Assim, sob pretexto algum, os católicos podem eximir-se de envolverem-se ou mesmo liderarem este processo de construção comunitária.
Mas o que tem a ver Políticas Públicas com a Quaresma?
Ainda referindo-me ao Texto-Base, Dom Leonardo Urlich Steiner, Bispo Auxiliar de Brasília e Secretário Geral da CNBB associa três elementos básicos do Evangelho, referindo- se à Quaresma, e à temática da CF 2019. Ele fala do Jejum, da Esmola e da Oração. Em resumo, ele diz que o jejum é “esvaziamento, expropriação, concentração, libertação! (…) Despertar em nós a fome de Deus e a disponibilidade de saciar a fome dos irmãos e irmãs” (Introdução do Texto-Base). “A Esmola – diz Dom Steiner – é partilha, misericórdia, cuidado, entrega!” (Idem). E a oração – continua o bispo auxiliar -, como necessidade do coração de transformar em palavras as manifestações amorosas de Deus” (Idem). Conclui Dom Leonardo: “(…) A Quaresma desperta a necessidade da partilha e nos aproxima da irmandade” (Idem).
O Direito e a justiça
“Serás libertado pelo Direito e pela justiça” (Is 1,27) – É esta o lema da CF 2019. Direito e justiça parecem termos diferentes para dizerem a mesma coisa. As pesquisas bíblicas mostram a verdadeira distância entre eles.
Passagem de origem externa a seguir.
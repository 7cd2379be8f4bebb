//! # Terminal Options
//!
//! Presentation settings for a [`crate::utils::Terminal`].
//!
//! With the `serde` feature enabled, options can be loaded from any serde
//! format; missing fields fall back to their defaults.
//!
//! ```rust
//! use prompter::utils::TerminalOptions;
//!
//! let options = TerminalOptions {
//!     indent: String::from("> "),
//!     ..TerminalOptions::default()
//! };
//! assert_eq!(options.decimal_places, 2);
//! ```

/// Options used by a [`crate::utils::Terminal`].
///
/// # Default
/// ```rust,ignore
/// TerminalOptions {
///     indent: " ".to_string(),
///     decimal_places: 2,
/// }
/// ```
#[derive(Clone, Debug, PartialEq)]
#[cfg_attr(feature = "serde", derive(serde::Serialize, serde::Deserialize))]
#[cfg_attr(feature = "serde", serde(default))]
pub struct TerminalOptions {
    /// Prefix written before every prompt, diagnostic and notice line.
    pub indent: String,
    /// Digits after the decimal point when a decimal bound is shown to the user.
    pub decimal_places: usize,
}

impl Default for TerminalOptions {
    fn default() -> Self {
        Self {
            indent: String::from(" "),
            decimal_places: 2,
        }
    }
}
Biblicamente, a palavra direito designa a ordem justa da sociedade em sentido objetivo. Ordem esta que nem sempre é respeitada na vida real, embora não faltem leis sábias e justas. Por isso, à palavra direito a Bíblia faz seguir a palavra justiça. Pois esta é o fundamento do direito em sentido objetivo, motivação interior que impulsiona a viver a fundo o primeiro. “Assim, a justiça é razão pela qual nos preocupamos com os mais pobres dentre o povo, representados pela tríade: a viúva, o órfão e o estrangeiro para que haja direito na sociedade” (Cf. Texto Base, nº 110).
Essa tríade representa os pobres na Bíblia, segundo atualizadas pesquisas bíblicas. Esses pobres reivindicam do poder, das lideranças, direitos essenciais, como trabalho, justiça, terra, liberdade e trabalho. Nas diferentes épocas e sociedades bíblicas, são compreendidos como grupo sociológico, com papéis bem definidos. Portanto, a Campanha da Fraternidade não se contenta com “vernizes”, aparências, de direito. Vai mais a fundo: deseja moções interiores, verdadeira conversão à justiça.
Jesus declara: Assim, toda a árvore boa produz bons frutos, e toda a árvore má produz frutos maus (Mt 7,17). Perguntemo-nos, então: “Que tipo de árvore é a nossa sociedade de hoje?” A sociedade, porém, são as pessoas, lideranças e povo! Dessa forma, quanta luta, quanta conversão, quanta coragem, quanta coisa, necessitamos para que vejamos trinfarem o direito e a justiça! Desistir? Não! Seria trair a missão cristã, católica! Ser sal, fermento, luz, isso sim! Ser árvore boa! “A Deus nada é impossível” (Lc 1,37).